Since I tend to accumulate more information that my memory can handle, I build spreadsheets for almost everything I consider important or interesting. I get a little tingly over formulas and automation, but even a simple sheet is a joy when it does its job well. 

My Art Log spreadsheet was inspired by my grad school professor, Mary Lee Hu, who urged us to make a regular habit of recording all the salient details of our artwork in one centralized location. Mary kept her own log on a stack of index cards and it worked just fine; when a museum approached her about mounting a retrospective she was able to look in her cards for the details and current location of almost every piece they asked for! I updated her idea into a digitized spreadsheet and even if it never comes in handy for a retrospective, having all this info in one place has shaved hours off of filling out applications (see the “Mise en place” section of my previous post). 

Don’t yet have a log of your own? Here’s a simple template in Google Spreadsheets that you can use as a starting point. Some of these fields I fill in religiously, others only when relevant: 
  • Image: this relatively new Google feature is so useful! Click in the box to highlight it, then go to Insert, then Image. 
  • Series: what other work might this piece be grouped with (even if these pieces were not specifically made to go together)? This could be a category in your own mind, but it’s also useful if it would make sense to an outside observer.
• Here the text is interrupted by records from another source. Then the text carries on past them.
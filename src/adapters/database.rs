pub mod mysql;
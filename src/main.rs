use std::process::ExitCode;

use clap::Parser;
use table_into_gsheet::adapters::config::environment::{environment_values, process_environment};
use table_into_gsheet::adapters::config::flags::CliArgs;
use table_into_gsheet::adapters::config::request::QUERY_STRING_VAR;
use table_into_gsheet::adapters::config::settings::{ParameterError, SettingsSources};
use table_into_gsheet::prettyprint::prettyprint::PrettyFormatter;
use tracing_subscriber::{layer::SubscriberExt, util::SubscriberInitExt, Registry};

mod cli_adapter;

use cli_adapter::{CliAdapter, EXIT_PARAMETERS};

const LOG_FILE: &str = "table_into_gsheet.log";

#[tokio::main(flavor = "current_thread")]
async fn main() -> ExitCode {
    if let Err(e) = setup_tracing() {
        eprintln!("Logging disabled: {e}");
    }
    setup_panic_hook();

    let args = CliArgs::parse();
    let environment = match environment_values(process_environment()) {
        Ok(values) => values,
        Err(report) => {
            tracing::error!("{:?}", report);
            eprintln!("Parameter error: {}", report.current_context());
            return ExitCode::from(EXIT_PARAMETERS);
        }
    };
    let sources = SettingsSources::new(args, std::env::var(QUERY_STRING_VAR).ok(), environment);

    let settings = match sources.resolve() {
        Ok(settings) => settings,
        Err(report) => {
            match report.current_context() {
                ParameterError::NoParameters => eprintln!("Parameter error"),
                other => eprintln!("Parameter error: {other}"),
            }
            return ExitCode::from(EXIT_PARAMETERS);
        }
    };

    tracing::info!(
        "Copying table {} into page {} of {}",
        settings.table,
        settings.page,
        settings.spreadsheet_id
    );
    CliAdapter::new(settings).run().await
}

fn setup_tracing() -> Result<(), Box<dyn std::error::Error>> {
    let stderr_layer = tracing_subscriber::fmt::layer()
        .event_format(PrettyFormatter::new(true))
        .with_writer(std::io::stderr);

    let log_file_layer = tracing_subscriber::fmt::layer()
        .event_format(PrettyFormatter::new(false))
        .with_writer(std::sync::Mutex::new(std::fs::File::create(LOG_FILE)?))
        .with_ansi(false);

    Registry::default()
        .with(
            tracing_subscriber::filter::Targets::new()
                .with_target("table_into_gsheet", tracing::Level::TRACE),
        )
        .with(log_file_layer)
        .with(stderr_layer)
        .try_init()?;

    Ok(())
}

fn setup_panic_hook() {
    tracing::trace!("Setting panic hook");
    std::panic::set_hook(Box::new(|info| {
        tracing::error!("panic: {info}");
    }));
}
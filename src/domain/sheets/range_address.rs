use thiserror::Error;

use super::a1_notation::{sheet_prefix, A1Notation, ToA1Notation};
use super::column::Column;

#[derive(Debug, Error, Clone, PartialEq, Eq)]
pub enum AddressError {
    #[error("Column count must be at least 1")]
    ZeroColumn,
    #[error("Row numbers are 1-based, got 0")]
    ZeroRow,
    #[error("End row {end_row} is before start row {start_row}")]
    EndBeforeStart { start_row: u32, end_row: u32 },
    #[error("Row or column count does not fit in a spreadsheet address")]
    Overflow,
    #[error("Page name is empty")]
    EmptyPage,
    #[error("Grid has no rows or no columns")]
    EmptyGrid,
}

/// Top-left-anchored rectangle on one page. The start column is always `A`.
#[derive(Debug, Clone, PartialEq, Eq)]
pub struct RangeAddress {
    page_name: String,
    start_row: u32,
    end_column: Column,
    end_row: u32,
}

impl RangeAddress {
    pub fn new(
        page_name: impl Into<String>,
        start_row: u32,
        end_row: u32,
        column_count: u32,
    ) -> Result<Self, AddressError> {
        let page_name = page_name.into();
        if page_name.is_empty() {
            return Err(AddressError::EmptyPage);
        }
        if start_row == 0 {
            return Err(AddressError::ZeroRow);
        }
        if end_row < start_row {
            return Err(AddressError::EndBeforeStart { start_row, end_row });
        }
        Ok(Self {
            page_name,
            start_row,
            end_column: Column::new(column_count)?,
            end_row,
        })
    }

    /// Search window for an append: rows `1..=max_rows`, as wide as the row being added.
    /// `max_rows` bounds where the service looks for the table, it is not the row written.
    pub fn for_append(
        page_name: impl Into<String>,
        column_count: usize,
        max_rows: u32,
    ) -> Result<Self, AddressError> {
        Self::new(page_name, 1, max_rows, count_to_u32(column_count)?)
    }

    /// Exact rectangle covering `row_count` rows starting at `first_row`.
    pub fn for_block(
        page_name: impl Into<String>,
        first_row: u32,
        row_count: usize,
        column_count: usize,
    ) -> Result<Self, AddressError> {
        let row_count = count_to_u32(row_count)?;
        if row_count == 0 {
            return Err(AddressError::EmptyGrid);
        }
        let end_row = first_row
            .checked_add(row_count - 1)
            .ok_or(AddressError::Overflow)?;
        Self::new(page_name, first_row, end_row, count_to_u32(column_count)?)
    }
}

fn count_to_u32(count: usize) -> Result<u32, AddressError> {
    u32::try_from(count).map_err(|_| AddressError::Overflow)
}

impl ToA1Notation for RangeAddress {
    fn to_a1_notation(&self) -> A1Notation {
        A1Notation(format!(
            "{}!A{}:{}{}",
            sheet_prefix(&self.page_name),
            self.start_row,
            self.end_column,
            self.end_row
        ))
    }
}

impl std::fmt::Display for RangeAddress {
    fn fmt(&self, f: &mut std::fmt::Formatter<'_>) -> std::fmt::Result {
        write!(f, "{}", self.to_a1_notation())
    }
}
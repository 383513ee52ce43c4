use std::fmt::Formatter;

use super::range_address::AddressError;

/// 1-based spreadsheet column, rendered with bijective base-26 letters.
#[derive(Clone, Copy, PartialEq, Eq, PartialOrd, Ord)]
pub struct Column(u32);

impl Column {
    pub fn new(value: u32) -> Result<Self, AddressError> {
        if value == 0 {
            return Err(AddressError::ZeroColumn);
        }
        Ok(Column(value))
    }
}

impl std::fmt::Display for Column {
    fn fmt(&self, f: &mut Formatter<'_>) -> std::fmt::Result {
        write!(f, "{}", number_to_letters(self.0))
    }
}

impl std::fmt::Debug for Column {
    fn fmt(&self, f: &mut Formatter<'_>) -> std::fmt::Result {
        write!(f, "Column(u32: {}, letters: {})", self.0, self)
    }
}

/// Spreadsheet label for a 1-based column count: 1 -> A, 27 -> AA, 703 -> AAA.
pub fn column_name(number: u32) -> Result<String, AddressError> {
    Column::new(number).map(|column| column.to_string())
}

// There is no zero digit, so each step shifts down by one before the modulus.
fn number_to_letters(number: u32) -> String {
    let mut number = number;
    let mut result = Vec::new();
    while number > 0 {
        let remainder = (number - 1) % 26;
        result.push(b'A' + remainder as u8);
        number = (number - 1) / 26;
    }
    result.iter().rev().map(|&byte| byte as char).collect()
}
use error_stack::{bail, report, ResultExt};
use thiserror::Error;
use tracing::instrument;

use crate::domain::database::table::{TableIdentifier, CATALOG_LOOKUP};
use crate::domain::grid::{collect_grid, Grid, GridRow, ScannedGrid};
use crate::domain::sheets::range_address::{AddressError, RangeAddress};
use crate::ports::database::{Database, DatabaseError};
use crate::ports::sheet_writer::{SheetWriter, WriteSummary};

pub const DEFAULT_FIRST_ROW: u32 = 1;

#[derive(Error, Debug, Clone, PartialEq, Eq)]
pub enum CopyError {
    #[error("Could not connect to the database")]
    Connection,
    #[error("Database query failed")]
    Query,
    #[error("Table {0:?} not found in the database catalog")]
    TableNotFound(String),
    #[error("Could not compute the target range")]
    Address,
    #[error("Could not set up the Google Sheets client")]
    Credentials,
    #[error("Writing to the spreadsheet failed")]
    Write,
}

/// Confirms `candidate` names a table in the connected schema. The name only
/// travels as a bound parameter here.
#[instrument(skip(db))]
pub async fn validate_table<D: Database + ?Sized>(
    db: &mut D,
    candidate: &str,
) -> error_stack::Result<TableIdentifier, CopyError> {
    let found = db
        .fetch_optional_text(CATALOG_LOOKUP, candidate)
        .await
        .change_context(CopyError::Query)?;

    match found {
        Some(name) => Ok(TableIdentifier::confirmed(name)),
        None => bail!(CopyError::TableNotFound(candidate.to_owned())),
    }
}

/// Validates `table` and reads all of it. Nothing is returned unless the scan
/// completed, so a failed scan can never lead to a partial write.
#[instrument(skip(db))]
pub async fn read_table<D: Database + ?Sized>(
    db: &mut D,
    table: &str,
) -> error_stack::Result<ScannedGrid, CopyError> {
    let table = validate_table(db, table).await?;
    let statement = table.scan_statement();
    let scanned = collect_grid(db.fetch_rows(&statement))
        .await
        .change_context(CopyError::Query)
        .attach_printable_lazy(|| format!("while scanning {}", table.name()))?;

    tracing::info!(
        rows = scanned.row_count,
        columns = scanned.column_count,
        "Read table {}",
        table.name()
    );
    Ok(scanned)
}

/// Reads `table` over a freshly opened connection and closes it on every path,
/// including a failed lookup or an interrupted scan.
#[instrument(skip(connection))]
pub async fn scan_table<D: Database>(
    connection: error_stack::Result<D, DatabaseError>,
    table: &str,
) -> error_stack::Result<ScannedGrid, CopyError> {
    let mut connection = connection.change_context(CopyError::Connection)?;
    let scanned = read_table(&mut connection, table).await;
    connection.close().await;
    scanned
}

/// Overwrites `page` from `A1` with a scanned table.
#[instrument(skip(writer, scanned), fields(rows = scanned.row_count, columns = scanned.column_count))]
pub async fn mirror_grid<W: SheetWriter + ?Sized>(
    writer: &W,
    page: &str,
    scanned: ScannedGrid,
) -> error_stack::Result<WriteSummary, CopyError> {
    let range = RangeAddress::for_block(page, 1, scanned.row_count, scanned.column_count)
        .change_context(CopyError::Address)?;
    writer
        .update(&range, scanned.rows)
        .await
        .change_context(CopyError::Write)
}

/// Appends a scanned table as one block after the rows already on `page`.
#[instrument(skip(writer, scanned), fields(rows = scanned.row_count, columns = scanned.column_count))]
pub async fn append_grid<W: SheetWriter + ?Sized>(
    writer: &W,
    page: &str,
    scanned: ScannedGrid,
    max_rows: u32,
) -> error_stack::Result<WriteSummary, CopyError> {
    if scanned.row_count == 0 {
        bail!(CopyError::Address);
    }
    let range = RangeAddress::for_append(page, scanned.column_count, max_rows)
        .change_context(CopyError::Address)?;
    writer
        .append(&range, scanned.rows)
        .await
        .change_context(CopyError::Write)
}

/// Appends a single row. The search window is `A1` down to `max_rows`.
#[instrument(skip(writer))]
pub async fn append_row<W: SheetWriter + ?Sized>(
    writer: &W,
    page: &str,
    row: GridRow,
    max_rows: u32,
) -> error_stack::Result<WriteSummary, CopyError> {
    let range =
        RangeAddress::for_append(page, row.len(), max_rows).change_context(CopyError::Address)?;
    writer
        .append(&range, vec![row])
        .await
        .change_context(CopyError::Write)
}

/// Overwrites the block starting at `first_row` (default 1). The width comes from
/// the first row; wider rows after it are written past the addressed range at
/// the caller's risk.
#[instrument(skip(writer, grid), fields(rows = grid.len()))]
pub async fn copy_array<W: SheetWriter + ?Sized>(
    writer: &W,
    first_row: Option<u32>,
    page: &str,
    grid: Grid,
) -> error_stack::Result<WriteSummary, CopyError> {
    let first_row = first_row.unwrap_or(DEFAULT_FIRST_ROW);
    let column_count = grid.first().map_or(0, Vec::len);
    let range = RangeAddress::for_block(page, first_row, grid.len(), column_count)
        .change_context(CopyError::Address)?;
    writer
        .update(&range, grid)
        .await
        .change_context(CopyError::Write)
}

/// Draws the rule on `page`, or on the first page when none is named.
/// `first_row == rule_row` is accepted: the rule range is then empty and only
/// the inner borders from `rule_row` down are cleared.
#[instrument(skip(writer))]
pub async fn horizontal_rule<W: SheetWriter + ?Sized>(
    writer: &W,
    page: Option<&str>,
    first_row: u32,
    rule_row: u32,
) -> error_stack::Result<usize, CopyError> {
    if rule_row < first_row {
        return Err(report!(AddressError::EndBeforeStart {
            start_row: first_row,
            end_row: rule_row,
        })
        .change_context(CopyError::Address));
    }
    let first_row = i32::try_from(first_row)
        .map_err(|_| AddressError::Overflow)
        .change_context(CopyError::Address)?;
    let rule_row = i32::try_from(rule_row)
        .map_err(|_| AddressError::Overflow)
        .change_context(CopyError::Address)?;

    let sheet_id = match page {
        Some(page) => Some(
            writer
                .sheet_id(page)
                .await
                .change_context(CopyError::Write)?,
        ),
        None => None,
    };

    writer
        .draw_horizontal_rule(sheet_id, first_row, rule_row)
        .await
        .change_context(CopyError::Write)
}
For example, I was recently asked what mouth brooches I have in stock; I was able to easily sort the Series column for mouth brooches and then look at the Sold / Stock column. 
  • Sold / Stock: if you needed to quickly put your hands on a piece, where would you find it? If you keep all your stock in one place that might be enough info, but if you have things stashed in different places, note it here. If the work sells, note the venue, the date, the wholesale and retail prices, and if at all possible get the name and contact information for the buyer (some galleries are more forthcoming with this if they understand that you are just keeping records, not trying to court the buyer directly). The buyer info is crucial if the work is one that you consider particularly strong or emblematic, so when that museum gets in touch about your retrospective you know where to find your best work. 
  • Shown / Published: add a duplicate column every time the work makes a public appearance (some of my older pieces have a dozen Shown / Published entries). Note any pricing associated with the event; my codes are R for retail price, W for wholesale, and INS for the insurance value if the work was not for sale. 
  • Notes: did the work get broken? Lost? Did you turn it into something else? 

Of course you can tailor the fields to suit your own needs, but it’s worth making a strict habit of taking a photo and filling in the log whenever a new piece leaves your hands—whatever the reason, whether or not you expect it to come back. When you’re just starting out you may think that you’ll remember how big each piece is, or who bought it, but most of us won’t, and the longer you wait to start keeping records, the tougher it will be.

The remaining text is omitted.